_Problem_
From the records that follow, copy every line that contains the word "doubled".

[Stored items]
* * *
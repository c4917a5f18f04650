// Integration tests for store lifecycle, collection provisioning and ambient transactions
use jsonstore_core::{
    AddOptions, CollectionSchema, DurabilityMode, FieldType, FindOptions, JsonStoreError,
    OpenCollectionOptions, RemoveOptions, Store, StoreConfig,
};
use serde_json::json;
use tempfile::TempDir;

fn people_schema() -> CollectionSchema {
    CollectionSchema::new()
        .search_field("name", FieldType::String)
        .search_field("age", FieldType::Integer)
}

fn create_test_store() -> (TempDir, Store) {
    let temp_dir = TempDir::new().unwrap();
    let store = Store::open(StoreConfig::at(temp_dir.path().join("test.db"))).unwrap();
    (temp_dir, store)
}

#[test]
fn test_schema_mismatch_on_reopen_keeps_rows() {
    let (temp, store) = create_test_store();
    let people = store
        .open_collection("people", people_schema(), &OpenCollectionOptions::default())
        .unwrap();
    people
        .add(
            &[json!({"name": "carlos", "age": 1}), json!({"name": "mike", "age": 3})],
            &AddOptions::default(),
        )
        .unwrap();
    store.close().unwrap();

    let store = Store::open(StoreConfig::at(temp.path().join("test.db"))).unwrap();
    let changed = CollectionSchema::new()
        .search_field("name", FieldType::String)
        .search_field("email", FieldType::String);
    let err = store
        .open_collection("people", changed, &OpenCollectionOptions::default())
        .unwrap_err();
    assert!(err.is_schema_error());
    match err {
        JsonStoreError::SchemaMismatch { existing, requested, .. } => {
            assert_eq!(existing, vec!["name", "age"]);
            assert_eq!(requested, vec!["name", "email"]);
        }
        other => panic!("unexpected error {:?}", other),
    }

    // same field set in a different order is not a mismatch
    let reordered = CollectionSchema::new()
        .search_field("age", FieldType::Integer)
        .search_field("name", FieldType::String);
    let people = store
        .open_collection("people", reordered, &OpenCollectionOptions::default())
        .unwrap();
    assert_eq!(people.count_all_documents().unwrap(), 2);
}

#[test]
fn test_drop_collection_reprovisions() {
    let (_temp, store) = create_test_store();
    let people = store
        .open_collection("people", people_schema(), &OpenCollectionOptions::default())
        .unwrap();
    people
        .add(&[json!({"name": "carlos", "age": 1})], &AddOptions::default())
        .unwrap();

    let changed = CollectionSchema::new().search_field("email", FieldType::String);
    let fresh = store
        .open_collection(
            "people",
            changed.clone(),
            &OpenCollectionOptions {
                drop_collection: true,
            },
        )
        .unwrap();
    assert_eq!(fresh.count_all_documents().unwrap(), 0);
    assert_eq!(fresh.schema(), &changed);

    // the handle for the old layout is gone
    assert!(matches!(
        people.count_all_documents(),
        Err(JsonStoreError::NotOpen(_))
    ));
}

#[test]
fn test_catalog_survives_reopen() {
    let (temp, store) = create_test_store();
    let schema = people_schema().additional_search_field("owner", FieldType::String);
    store
        .open_collection("people", schema.clone(), &OpenCollectionOptions::default())
        .unwrap()
        .add(&[json!({"name": "carlos"})], &AddOptions::default().with_additional_field("owner", "u1"))
        .unwrap();
    store
        .open_collection(
            "notes",
            CollectionSchema::new().search_field("title", FieldType::String),
            &OpenCollectionOptions::default(),
        )
        .unwrap();
    store.close().unwrap();

    let store = Store::open(
        StoreConfig::at(temp.path().join("test.db")).with_durability(DurabilityMode::Normal),
    )
    .unwrap();
    assert_eq!(store.collection_names().unwrap(), vec!["notes", "people"]);
    let people = store.collection("people").unwrap();
    assert_eq!(people.schema(), &schema);
    assert_eq!(people.find_all(&FindOptions::default()).unwrap().len(), 1);
    assert!(matches!(
        store.collection("missing"),
        Err(JsonStoreError::NotOpen(ref name)) if name == "missing"
    ));
}

#[test]
fn test_invalid_declarations() {
    let store = Store::open_in_memory().unwrap();
    let options = OpenCollectionOptions::default();
    for name in ["", "1people", "bad-name", "jsonstore_catalog", "has space"] {
        assert!(
            matches!(
                store.open_collection(name, people_schema(), &options),
                Err(JsonStoreError::SchemaError(_))
            ),
            "{} should be rejected",
            name
        );
    }

    let reserved = CollectionSchema::new().search_field("_dirty", FieldType::Integer);
    assert!(store.open_collection("a", reserved, &options).is_err());
    let colliding = CollectionSchema::new()
        .search_field("address.city", FieldType::String)
        .additional_search_field("address_city", FieldType::String);
    assert!(store.open_collection("b", colliding, &options).is_err());
}

#[test]
fn test_remove_collection_detaches_handle() {
    let store = Store::open_in_memory().unwrap();
    let people = store
        .open_collection("people", people_schema(), &OpenCollectionOptions::default())
        .unwrap();
    people
        .add(&[json!({"name": "carlos", "age": 1})], &AddOptions::default())
        .unwrap();

    people.remove_collection().unwrap();
    assert!(matches!(
        people.find_all(&FindOptions::default()),
        Err(JsonStoreError::NotOpen(ref name)) if name == "people"
    ));
    assert!(matches!(
        people.add(&[json!({})], &AddOptions::default()),
        Err(JsonStoreError::NotOpen(_))
    ));
    assert!(store.collection("people").is_err());
    assert!(store.collection_names().unwrap().is_empty());

    // the name can be provisioned again
    let people = store
        .open_collection("people", people_schema(), &OpenCollectionOptions::default())
        .unwrap();
    assert_eq!(people.count_all_documents().unwrap(), 0);
    store.remove_collection("people").unwrap();
    assert!(store.remove_collection("people").is_err());
}

#[test]
fn test_close_and_destroy() {
    let (temp, store) = create_test_store();
    let path = temp.path().join("test.db");
    let people = store
        .open_collection("people", people_schema(), &OpenCollectionOptions::default())
        .unwrap();
    store.close().unwrap();
    assert!(matches!(
        people.count_all_documents(),
        Err(JsonStoreError::NotOpen(_))
    ));
    assert!(path.exists());

    let store = Store::open(StoreConfig::at(&path)).unwrap();
    assert_eq!(store.path(), Some(path.as_path()));
    store.destroy().unwrap();
    assert!(!path.exists());
}

#[test]
fn test_ambient_transaction_commit_and_rollback() {
    let store = Store::open_in_memory().unwrap();
    let options = OpenCollectionOptions::default();
    let people = store.open_collection("people", people_schema(), &options).unwrap();
    let notes = store
        .open_collection(
            "notes",
            CollectionSchema::new().search_field("title", FieldType::String),
            &options,
        )
        .unwrap();

    let tx = store.begin_transaction().unwrap();
    assert!(store.is_transaction_active());
    people.add(&[json!({"name": "carlos"})], &AddOptions::default()).unwrap();
    notes.add(&[json!({"title": "hello"})], &AddOptions::default()).unwrap();
    tx.rollback().unwrap();
    assert!(!store.is_transaction_active());
    assert_eq!(people.count_all_documents().unwrap(), 0);
    assert_eq!(notes.count_all_documents().unwrap(), 0);

    let tx = store.begin_transaction().unwrap();
    people.add(&[json!({"name": "carlos"})], &AddOptions::default()).unwrap();
    notes.add(&[json!({"title": "hello"})], &AddOptions::default()).unwrap();
    tx.commit().unwrap();
    assert_eq!(people.count_all_documents().unwrap(), 1);
    assert_eq!(notes.count_all_documents().unwrap(), 1);
}

#[test]
fn test_dropped_transaction_rolls_back() {
    let store = Store::open_in_memory().unwrap();
    let people = store
        .open_collection("people", people_schema(), &OpenCollectionOptions::default())
        .unwrap();
    {
        let _tx = store.begin_transaction().unwrap();
        people.add(&[json!({"name": "carlos"})], &AddOptions::default()).unwrap();
    }
    assert!(!store.is_transaction_active());
    assert_eq!(people.count_all_documents().unwrap(), 0);
}

#[test]
fn test_failed_batch_inside_transaction_keeps_earlier_calls() {
    let store = Store::open_in_memory().unwrap();
    let people = store
        .open_collection("people", people_schema(), &OpenCollectionOptions::default())
        .unwrap();
    let tx = store.begin_transaction().unwrap();
    let ids = people
        .add(&[json!({"name": "carlos"}), json!({"name": "mike"})], &AddOptions::default())
        .unwrap();
    let err = people
        .remove(&[ids[0], 999], &RemoveOptions::default())
        .unwrap_err();
    assert!(matches!(err, JsonStoreError::WriteFailure { id: 999, .. }));
    assert!(store.is_transaction_active());
    tx.commit().unwrap();

    // the failed remove left nothing behind, the earlier add was committed
    assert_eq!(people.count_all_documents().unwrap(), 2);
    assert_eq!(people.count_all_dirty().unwrap(), 0);
}

#[test]
fn test_transaction_rules() {
    let store = Store::open_in_memory().unwrap();
    let people = store
        .open_collection("people", people_schema(), &OpenCollectionOptions::default())
        .unwrap();

    let tx = store.begin_transaction().unwrap();
    assert!(matches!(
        store.begin_transaction(),
        Err(JsonStoreError::Transaction(_))
    ));

    // topology changes are rejected while the transaction is open
    let err = store
        .open_collection(
            "notes",
            CollectionSchema::new().search_field("title", FieldType::String),
            &OpenCollectionOptions::default(),
        )
        .unwrap_err();
    assert!(matches!(err, JsonStoreError::Transaction(_)));
    assert!(matches!(
        people.remove_collection(),
        Err(JsonStoreError::Transaction(_))
    ));

    // reopening an existing collection is fine
    store
        .open_collection("people", people_schema(), &OpenCollectionOptions::default())
        .unwrap();
    tx.commit().unwrap();

    assert!(store.begin_transaction().unwrap().commit().is_ok());
    assert_eq!(store.collection_names().unwrap(), vec!["people"]);
}

#[test]
fn test_collection_names_are_case_insensitive() {
    let store = Store::open_in_memory().unwrap();
    let people = store
        .open_collection("people", people_schema(), &OpenCollectionOptions::default())
        .unwrap();
    people
        .add(&[json!({"name": "carlos", "age": 1})], &AddOptions::default())
        .unwrap();

    let err = store
        .open_collection("People", people_schema(), &OpenCollectionOptions::default())
        .unwrap_err();
    assert!(matches!(err, JsonStoreError::SchemaError(_)));
    assert!(matches!(
        store.remove_collection("People"),
        Err(JsonStoreError::NotOpen(ref name)) if name == "People"
    ));

    // the original collection is untouched
    assert_eq!(store.collection_names().unwrap(), vec!["people"]);
    let people = store.collection("people").unwrap();
    assert_eq!(people.find_all(&FindOptions::default()).unwrap().len(), 1);
}

#[test]
fn test_retyped_reopen_keeps_previous_handle() {
    let store = Store::open_in_memory().unwrap();
    let people = store
        .open_collection("people", people_schema(), &OpenCollectionOptions::default())
        .unwrap();
    people
        .add(&[json!({"name": "carlos", "age": 1})], &AddOptions::default())
        .unwrap();

    let retyped = CollectionSchema::new()
        .search_field("name", FieldType::String)
        .search_field("age", FieldType::Number);
    let reopened = store
        .open_collection("people", retyped.clone(), &OpenCollectionOptions::default())
        .unwrap();
    assert_eq!(reopened.schema(), &retyped);

    // same columns, nothing was dropped, so both handles still work
    assert_eq!(people.count_all_documents().unwrap(), 1);
    assert_eq!(reopened.count_all_documents().unwrap(), 1);
}

#[test]
fn test_case_colliding_fields_are_schema_errors() {
    let store = Store::open_in_memory().unwrap();
    let options = OpenCollectionOptions::default();
    let doubled = people_schema().search_field("Name", FieldType::String);
    assert!(matches!(
        store.open_collection("people", doubled, &options),
        Err(JsonStoreError::SchemaError(_))
    ));
    let reserved = CollectionSchema::new().search_field("_ID", FieldType::Integer);
    assert!(matches!(
        store.open_collection("people", reserved, &options),
        Err(JsonStoreError::SchemaError(_))
    ));
    assert!(store.collection_names().unwrap().is_empty());
}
* * *
_Exercise response_
    let doubled = people_schema().search_field("Name", FieldType::String);
        store.open_collection("people", doubled, &options),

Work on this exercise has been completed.